* **Records for the exercise**:
//! Rule-level coverage beyond the end-to-end scenarios: partial catches,
//! rethrow, casts, setters, named arguments, interface overrides, and the
//! quiet paths that must stay quiet.

use excheck_common::diagnostics::lint_codes;
use excheck_lints::{LintContext, check_unit};
use excheck_model::{
    Annotation, ElementKind, NodeData, Program, ProgramBuilder, TypeId, UnitId,
};
use excheck_resolver::{OverrideTable, ResolverSession};

fn check(program: &Program) -> Vec<(u32, String)> {
    let overrides = OverrideTable::new();
    let session = ResolverSession::new(program, &overrides);
    let ctx = LintContext::new(program, &session);
    check_unit(&ctx, UnitId(0))
        .into_iter()
        .map(|diagnostic| (diagnostic.code, diagnostic.message_text))
        .collect()
}

fn codes(diagnostics: &[(u32, String)]) -> Vec<u32> {
    diagnostics.iter().map(|(code, _)| *code).collect()
}

/// A catch clause for one exception type does not swallow an unrelated
/// one.
#[test]
fn partial_catch_still_reports_the_uncaught_type() {
    let mut builder = ProgramBuilder::new("package:app/app.dart");
    let io = builder
        .types()
        .interface_full("IOException", None, [TypeId::EXCEPTION], [], []);
    let format_exception = builder
        .types()
        .interface_full("FormatException", None, [TypeId::EXCEPTION], [], []);

    let f = builder.function("f", TypeId::VOID);
    builder.set_metadata(f, vec![Annotation::Safe]);
    let throw_io = builder.throw_of_type(io, None);
    let io_stmt = builder.expr_stmt(throw_io);
    let throw_format = builder.throw_of_type(format_exception, None);
    let format_stmt = builder.expr_stmt(throw_format);
    let try_body = builder.block([io_stmt, format_stmt]);
    let catch_body = builder.block([]);
    let catch_clause = builder.node(NodeData::CatchClause {
        exception_type: Some(format_exception),
        parameter: None,
        body: catch_body,
    });
    let try_stmt = builder.node(NodeData::Try {
        body: try_body,
        catches: [catch_clause].into_iter().collect(),
        finally: None,
    });
    let body = builder.block([try_stmt]);
    builder.set_body(f, body);
    let program = builder.finish();

    let diagnostics = check(&program);
    assert_eq!(codes(&diagnostics), vec![lint_codes::UNCAUGHT_THROW]);
    assert_eq!(diagnostics[0].1, "IOException can't be thrown here");
}

/// A throw inside a catch body is not protected by that try's clauses.
#[test]
fn throw_in_catch_body_reports() {
    let mut builder = ProgramBuilder::new("package:app/app.dart");
    let f = builder.function("f", TypeId::VOID);
    builder.set_metadata(f, vec![Annotation::Safe]);
    let throw_inner = builder.throw_of_type(TypeId::EXCEPTION, None);
    let inner_stmt = builder.expr_stmt(throw_inner);
    let try_body = builder.block([]);
    let catch_body = builder.block([inner_stmt]);
    let catch_clause = builder.node(NodeData::CatchClause {
        exception_type: None,
        parameter: None,
        body: catch_body,
    });
    let try_stmt = builder.node(NodeData::Try {
        body: try_body,
        catches: [catch_clause].into_iter().collect(),
        finally: None,
    });
    let body = builder.block([try_stmt]);
    builder.set_body(f, body);
    let program = builder.finish();

    assert_eq!(codes(&check(&program)), vec![lint_codes::UNCAUGHT_THROW]);
}

/// `rethrow` throws the enclosing clause's type.
#[test]
fn rethrow_reports_the_caught_type() {
    let mut builder = ProgramBuilder::new("package:app/app.dart");
    let io = builder
        .types()
        .interface_full("IOException", None, [TypeId::EXCEPTION], [], []);

    let f = builder.function("f", TypeId::VOID);
    builder.set_metadata(f, vec![Annotation::Safe]);
    let throw_io = builder.throw_of_type(io, None);
    let throw_stmt = builder.expr_stmt(throw_io);
    let try_body = builder.block([throw_stmt]);
    let rethrow = builder.node(NodeData::Rethrow);
    let rethrow_stmt = builder.expr_stmt(rethrow);
    let catch_body = builder.block([rethrow_stmt]);
    let catch_clause = builder.node(NodeData::CatchClause {
        exception_type: Some(io),
        parameter: None,
        body: catch_body,
    });
    let try_stmt = builder.node(NodeData::Try {
        body: try_body,
        catches: [catch_clause].into_iter().collect(),
        finally: None,
    });
    let body = builder.block([try_stmt]);
    builder.set_body(f, body);
    let program = builder.finish();

    let diagnostics = check(&program);
    assert_eq!(codes(&diagnostics), vec![lint_codes::UNCAUGHT_THROW]);
    assert_eq!(diagnostics[0].1, "IOException can't be thrown here");
}

/// `e as T` can fail with TypeError - but Errors are fine under `@safe`;
/// only `@neverThrows` rejects them.
#[test]
fn cast_reports_only_under_never_throws() {
    for (annotation, expected) in [
        (Annotation::Safe, vec![]),
        (Annotation::NeverThrows, vec![lint_codes::UNCAUGHT_THROW]),
    ] {
        let mut builder = ProgramBuilder::new("package:app/app.dart");
        let f = builder.function("f", TypeId::VOID);
        builder.set_metadata(f, vec![annotation]);
        let operand = builder.node(NodeData::NullLiteral);
        let cast = builder.node(NodeData::Cast {
            expr: operand,
            ty: TypeId::EXCEPTION,
        });
        let stmt = builder.expr_stmt(cast);
        let body = builder.block([stmt]);
        builder.set_body(f, body);
        let program = builder.finish();

        assert_eq!(codes(&check(&program)), expected, "{annotation:?}");
    }
}

/// Assigning through a throwing setter surfaces the setter's throws at
/// the assignment site.
#[test]
fn setter_throws_surface_at_assignment() {
    let mut builder = ProgramBuilder::new("package:app/app.dart");
    let e = builder
        .types()
        .interface_full("E", None, [TypeId::EXCEPTION], [], []);
    let (class, _) = builder.class("Box", None);
    let setter = builder.member(class, "value", ElementKind::Setter, Some(TypeId::VOID));
    builder.set_metadata(setter, vec![Annotation::Throws(e)]);
    let value_param = builder.parameter(setter, "value", TypeId::OBJECT);
    let setter_body = builder.block([]);
    builder.set_body(setter, setter_body);
    let _ = value_param;

    let f = builder.function("f", TypeId::VOID);
    builder.set_metadata(f, vec![Annotation::Safe]);
    let target = builder.node(NodeData::PropertyAccess {
        target: None,
        element: Some(setter),
    });
    let value = builder.node(NodeData::NullLiteral);
    let assignment = builder.node(NodeData::Assignment {
        target,
        value,
        setter: Some(setter),
    });
    let stmt = builder.expr_stmt(assignment);
    let body = builder.block([stmt]);
    builder.set_body(f, body);
    let program = builder.finish();

    let diagnostics = check(&program);
    assert_eq!(codes(&diagnostics), vec![lint_codes::UNCAUGHT_THROW]);
    assert_eq!(diagnostics[0].1, "E can't be thrown here");
}

/// Named arguments pair with parameters by name for assignment checking.
#[test]
fn named_argument_lambda_is_checked_against_its_parameter() {
    let mut builder = ProgramBuilder::new("package:app/app.dart");
    let callback_type = builder.types().function_type([], TypeId::VOID);
    let g = builder.function("g", TypeId::VOID);
    let first = builder.parameter(g, "first", TypeId::OBJECT);
    let callback = builder.parameter(g, "onError", callback_type);
    builder.set_metadata(callback, vec![Annotation::Safe]);
    let g_body = builder.block([]);
    builder.set_body(g, g_body);
    let _ = first;

    let main = builder.function("main", TypeId::VOID);
    let closure = builder.closure_element(TypeId::VOID);
    let closure_body = builder.throw_of_type(TypeId::EXCEPTION, None);
    builder.set_body(closure, closure_body);
    let lambda = builder.node(NodeData::FunctionExpression {
        element: closure,
        parameter: Some(callback),
    });
    let name = builder.interner().intern("onError");
    let named = builder.node(NodeData::NamedArgument { name, expr: lambda });
    let callee = builder.identifier(g);
    let call = builder.node(NodeData::Invocation {
        callee,
        args: [named].into_iter().collect(),
    });
    let stmt = builder.expr_stmt(call);
    let main_body = builder.block([stmt]);
    builder.set_body(main, main_body);
    let program = builder.finish();

    assert_eq!(codes(&check(&program)), vec![lint_codes::UNSAFE_ASSIGNMENT]);
}

/// Initializing an annotated callable variable with a throwing lambda is
/// an unsafe assignment.
#[test]
fn annotated_variable_initializer_is_checked() {
    let mut builder = ProgramBuilder::new("package:app/app.dart");
    let callback_type = builder.types().function_type([], TypeId::VOID);
    let f = builder.function("f", TypeId::VOID);
    let variable = builder.local_variable(f, "handler", Some(callback_type));
    builder.set_metadata(variable, vec![Annotation::NeverThrows]);

    let closure = builder.closure_element(TypeId::VOID);
    let closure_body = builder.throw_of_type(TypeId::STATE_ERROR, None);
    builder.set_body(closure, closure_body);
    let lambda = builder.node(NodeData::FunctionExpression {
        element: closure,
        parameter: None,
    });
    builder.set_initializer(variable, lambda);
    let declaration = builder.node(NodeData::VariableDeclaration { element: variable });
    let body = builder.block([declaration]);
    builder.set_body(f, body);
    let program = builder.finish();

    assert_eq!(codes(&check(&program)), vec![lint_codes::UNSAFE_ASSIGNMENT]);
}

/// Implementing an interface member is held to the same override rule as
/// extending a class.
#[test]
fn interface_implementation_is_checked_for_override_safety() {
    let mut builder = ProgramBuilder::new("package:app/app.dart");
    let (iface, iface_ty) = builder.class("Reader", None);
    let read = builder.member(iface, "read", ElementKind::Method, Some(TypeId::VOID));
    builder.set_metadata(read, vec![Annotation::NeverThrows]);
    let read_body = builder.block([]);
    builder.set_body(read, read_body);

    let (impl_class, _) =
        builder.class_full("FileReader", ElementKind::Class, None, [iface_ty], [], []);
    let impl_read = builder.member(impl_class, "read", ElementKind::Method, Some(TypeId::VOID));
    let throw_node = builder.throw_of_type(TypeId::STATE_ERROR, None);
    let stmt = builder.expr_stmt(throw_node);
    let impl_body = builder.block([stmt]);
    builder.set_body(impl_read, impl_body);
    let program = builder.finish();

    assert_eq!(codes(&check(&program)), vec![lint_codes::UNSAFE_OVERRIDE]);
}

/// An override that narrows is fine.
#[test]
fn narrowing_override_is_quiet() {
    let mut builder = ProgramBuilder::new("package:app/app.dart");
    let io = builder
        .types()
        .interface_full("IOException", None, [TypeId::EXCEPTION], [], []);
    let (base, base_ty) = builder.class("Base", None);
    let m = builder.member(base, "m", ElementKind::Method, Some(TypeId::VOID));
    builder.set_metadata(m, vec![Annotation::Throws(TypeId::EXCEPTION)]);
    let body = builder.block([]);
    builder.set_body(m, body);

    let (sub, _) = builder.class("Sub", Some(base_ty));
    let sub_m = builder.member(sub, "m", ElementKind::Method, Some(TypeId::VOID));
    builder.set_metadata(sub_m, vec![Annotation::Throws(io)]);
    let throw_node = builder.throw_of_type(io, None);
    let stmt = builder.expr_stmt(throw_node);
    let sub_body = builder.block([stmt]);
    builder.set_body(sub_m, sub_body);
    let program = builder.finish();

    assert!(check(&program).is_empty());
}

/// Fully unannotated code never reports: inference covers what bodies
/// throw, and nothing constrains assignments.
#[test]
fn unannotated_code_is_quiet() {
    let mut builder = ProgramBuilder::new("package:app/app.dart");
    let f = builder.function("f", TypeId::VOID);
    let throw_node = builder.throw_of_type(TypeId::EXCEPTION, None);
    let stmt = builder.expr_stmt(throw_node);
    let body = builder.block([stmt]);
    builder.set_body(f, body);

    let g = builder.function("g", TypeId::VOID);
    let call = builder.call(f, []);
    let stmt = builder.expr_stmt(call);
    let g_body = builder.block([stmt]);
    builder.set_body(g, g_body);
    let program = builder.finish();

    assert!(check(&program).is_empty());
}

/// Calling a `@Throws<E>` function from a `@safe` one reports at the
/// call site.
#[test]
fn call_site_reports_callee_declared_throws() {
    let mut builder = ProgramBuilder::new("package:app/app.dart");
    let e = builder
        .types()
        .interface_full("E", None, [TypeId::EXCEPTION], [], []);
    let risky = builder.function("risky", TypeId::VOID);
    builder.set_metadata(risky, vec![Annotation::Throws(e)]);
    let risky_body = builder.block([]);
    builder.set_body(risky, risky_body);

    let f = builder.function("f", TypeId::VOID);
    builder.set_metadata(f, vec![Annotation::Safe]);
    let call = builder.call(risky, []);
    let stmt = builder.expr_stmt(call);
    let body = builder.block([stmt]);
    builder.set_body(f, body);
    let program = builder.finish();

    let diagnostics = check(&program);
    assert_eq!(codes(&diagnostics), vec![lint_codes::UNCAUGHT_THROW]);
    assert_eq!(diagnostics[0].1, "E can't be thrown here");
}

/// An eager local initializer inside a try body is protected by the
/// try's clauses.
#[test]
fn eager_initializer_respects_enclosing_try() {
    let mut builder = ProgramBuilder::new("package:app/app.dart");
    let e = builder
        .types()
        .interface_full("E", None, [TypeId::EXCEPTION], [], []);
    let risky = builder.function("risky", TypeId::OBJECT);
    builder.set_metadata(risky, vec![Annotation::Throws(e)]);
    let risky_body = builder.block([]);
    builder.set_body(risky, risky_body);

    let f = builder.function("f", TypeId::VOID);
    builder.set_metadata(f, vec![Annotation::Safe]);
    let variable = builder.local_variable(f, "x", Some(TypeId::OBJECT));
    let initializer = builder.call(risky, []);
    builder.set_initializer(variable, initializer);
    let declaration = builder.node(NodeData::VariableDeclaration { element: variable });
    let try_body = builder.block([declaration]);
    let catch_body = builder.block([]);
    let catch_clause = builder.node(NodeData::CatchClause {
        exception_type: Some(e),
        parameter: None,
        body: catch_body,
    });
    let try_stmt = builder.node(NodeData::Try {
        body: try_body,
        catches: [catch_clause].into_iter().collect(),
        finally: None,
    });
    let body = builder.block([try_stmt]);
    builder.set_body(f, body);
    let program = builder.finish();

    assert!(check(&program).is_empty());
}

* **Task brief**: In the listing above, find each line with the word "first" and copy it.

* **Written solution**:
    let first = builder.parameter(g, "first", TypeId::OBJECT);
    let _ = first;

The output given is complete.